On 25 July 2019, this Court delivered its reasons for judgment in this matter on an appeal brought by Mr Stephenson against orders made by the Full Bench setting aside an award of lump sum compensation made by a Deputy President in favour of Mr Stephenson. The Court allowed the appeal and, in order 3, ordered that the appeal against the orders of the Deputy President be dismissed.

Held per Kourakis CJ (Nicholson and Parker JJ agreeing), refusing the application:

1.  It would be unduly oppressive against Mr Stephenson to now allow RTW to re-open the appeal.

Supreme Court Civil Rules 2006 (SA) r 242, referred to.
Stephenson v Return to Work Corporation of South Australia [2019] SASCFC 89; Martin v Return to Work SA [2016] SAET 95; Return to Work SA v Mitchell [2017] SAET 81; Return to Work SA v Stephenson [2018] SAET 29; Return to Work Corporation of South Australia v Mitchell [2019] SASCFC 34, discussed.
Clone Pty Ltd v Players Pty Ltd (in liq) (2018) 264 CLR 165, considered.

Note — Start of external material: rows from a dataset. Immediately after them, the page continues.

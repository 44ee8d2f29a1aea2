//! Fetch-by-URL transport.
//!
//! Source adapters only ever see the [`Fetcher`] trait. The production
//! implementation, [`HttpFetcher`], wraps a shared `reqwest` client; tests
//! swap in stubs that serve canned markup.

use reqwest::header::{HeaderMap, HeaderName, HeaderValue};
use std::time::{Duration, Instant};
use thiserror::Error;
use tracing::{debug, instrument, warn};

/// Why a fetch produced no document.
///
/// Every variant is a soft failure: adapters turn it into an empty
/// contribution plus a diagnostic.
#[derive(Debug, Error)]
pub enum FetchError {
    #[error("timed out after {0:?}")]
    Timeout(Duration),
    #[error("HTTP status {0}")]
    Status(u16),
    #[error("transport error: {0}")]
    Transport(String),
}

impl From<reqwest::Error> for FetchError {
    fn from(e: reqwest::Error) -> Self {
        if e.is_timeout() {
            FetchError::Timeout(Duration::ZERO)
        } else if let Some(status) = e.status() {
            FetchError::Status(status.as_u16())
        } else {
            FetchError::Transport(e.to_string())
        }
    }
}

/// Something that can turn a URL into a document body.
pub trait Fetcher {
    /// Fetch `url` with the given request headers, giving up after `timeout`.
    async fn fetch(
        &self,
        url: &str,
        headers: &[(&str, &str)],
        timeout: Duration,
    ) -> Result<String, FetchError>;
}

/// [`Fetcher`] backed by a pooled `reqwest` client.
#[derive(Debug, Clone, Default)]
pub struct HttpFetcher {
    client: reqwest::Client,
}

impl HttpFetcher {
    pub fn new() -> Self {
        Self::default()
    }
}

impl Fetcher for HttpFetcher {
    #[instrument(level = "debug", skip_all, fields(%url))]
    async fn fetch(
        &self,
        url: &str,
        headers: &[(&str, &str)],
        timeout: Duration,
    ) -> Result<String, FetchError> {
        let t0 = Instant::now();
        let response = self
            .client
            .get(url)
            .headers(header_map(headers))
            .timeout(timeout)
            .send()
            .await
            .map_err(|e| with_timeout(e.into(), timeout))?;

        let status = response.status();
        if !status.is_success() {
            warn!(status = status.as_u16(), "Non-success response");
            return Err(FetchError::Status(status.as_u16()));
        }

        let body = response
            .text()
            .await
            .map_err(|e| with_timeout(e.into(), timeout))?;
        debug!(
            bytes = body.len(),
            elapsed_ms = t0.elapsed().as_millis() as u64,
            "Fetched document"
        );
        Ok(body)
    }
}

fn with_timeout(e: FetchError, timeout: Duration) -> FetchError {
    match e {
        FetchError::Timeout(_) => FetchError::Timeout(timeout),
        other => other,
    }
}

fn header_map(headers: &[(&str, &str)]) -> HeaderMap {
    let mut map = HeaderMap::new();
    for (name, value) in headers {
        match (
            HeaderName::from_bytes(name.as_bytes()),
            HeaderValue::from_str(value),
        ) {
            (Ok(name), Ok(value)) => {
                map.insert(name, value);
            }
            _ => warn!(header = %name, "Skipping invalid request header"),
        }
    }
    map
}

#[cfg(test)]
mod tests {
    use super::*;

    #[test]
    fn test_header_map_skips_invalid_headers() {
        let map = header_map(&[
            ("User-Agent", "Mozilla/5.0"),
            ("Bad Header", "x"),
            ("X-Line", "line\nbreak"),
        ]);
        assert_eq!(map.len(), 1);
        assert_eq!(map.get("user-agent").unwrap(), "Mozilla/5.0");
    }

    #[test]
    fn test_fetch_error_messages() {
        assert_eq!(FetchError::Status(503).to_string(), "HTTP status 503");
        assert_eq!(
            FetchError::Timeout(Duration::from_secs(10)).to_string(),
            "timed out after 10s"
        );
    }

    #[test]
    fn test_with_timeout_fills_in_duration() {
        let e = with_timeout(FetchError::Timeout(Duration::ZERO), Duration::from_secs(3));
        assert!(matches!(e, FetchError::Timeout(d) if d == Duration::from_secs(3)));

        let e = with_timeout(FetchError::Status(404), Duration::from_secs(3));
        assert!(matches!(e, FetchError::Status(404)));
    }
}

STEPHENSON v RETURN TO WORK CORPORATION OF SOUTH AUSTRALIA
[2020] SASCFC 20

Full Court:      Kourakis CJ, Nicholson and Parker JJ

  1. KOURAKIS CJ:      On 25 July 2019, the Full Court delivered its reasons for judgment in this matter on an appeal brought by Mr Stephenson against orders made by the Full Bench of the South Australian Employment Tribunal (the Full Bench and SAET respectively).  The Full Bench allowed an appeal, brought by the Return to Work Corporation of South Australia (RTW), against an award of lump sum (permanent impairment) compensation made by Hannon DPJ in favour of Mr Stephenson.  The Full Bench set aside the award on the ground that Mr Stephenson’s claim was precluded by an earlier consent order made in the Workers Compensation Tribunal.  That consent order awarded lump sum compensation for permanent impairments to Mr Stephenson’s thoracic spine and left shoulder, but included an order that:

    The worker has no further or other entitlement pursuant to section 43 of the [Workers Rehabilitation and Compensation Act 1986 (SA)] arising from his compensable injuries sustained on 19 January 2009 mentioned in paragraph 1.1 above and/or any sequel thereof.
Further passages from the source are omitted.